Human neutrophil lipocalin, procalcitonin, c-reactive protein, and leucocyte count for prediction of bacterial sepsis in emergency department patients

Author:

Benhamou Jonathan1,Nieves-Ortega Ricardo1,Nickel Christian H.1,Lampart Alina1,Kuster Tobias1,Balestra Gianmarco M.1,Rosin Christiane1,Becker Christoph1,Lippay Kriemhild1,Bingisser Roland1

Affiliation:

1. University Hospital of Basel

Abstract

Abstract

Background: Delayed identification of bacterial sepsis undermines the initiation of antibiotic and other time-sensitive treatments in the emergency department (ED). We aimed to investigate the performance of human-neutrophil lipocalin (HNL), procalcitonin (PCT), C-reactive protein (CRP), and leucocyte count in conjunction with clinical scores for the early detection of bacterial sepsis. Methods: Patients presenting to the emergency department (ED) with a suspected infection and a national early warning score (NEWS) ≥2 at triage were screened for eligibility. The study biomarkers were measured at ED presentation. The primary outcome was bacterial sepsis, defined as an acute bacterial infection and an increase of ≥2 points in the sequential organ failure assessment (SOFA) score (Sepsis-3 criteria). The diagnostic accuracy of the biomarkers for bacterial sepsis was calculated using receiver operating curve (ROC) analysis and its area under the curve (AUC) with 95 % confidence intervals (CI).

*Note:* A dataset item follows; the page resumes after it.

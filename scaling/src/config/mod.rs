pub mod migration_config;
pub mod sync_config;
pub mod inline_expression;
pub mod translator;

Results: In total, we included 421 patients, of whom 155 (36.8%) had bacterial sepsis. For the prediction of bacterial sepsis, PCT outperformed the other biomarkers with an AUC (95% CI) of 0.77 (0.72 – 0.82), compared to HNL 0.72 (0.67 – 0.77), CRP 0.71 (0.66 - 0.76), and leucocyte count 0.64 (0.59 – 0.70). A combination of serum HNL with NEWS and SOFA at presentation had the best predictive value for bacterial sepsis (AUC 0.83). Conclusion: A combination of biomarkers (serum HNL or CRP plus leucocytes) with NEWS and SOFA at presentation outperformed inflammatory biomarkers used individually in the prediction of bacterial sepsis.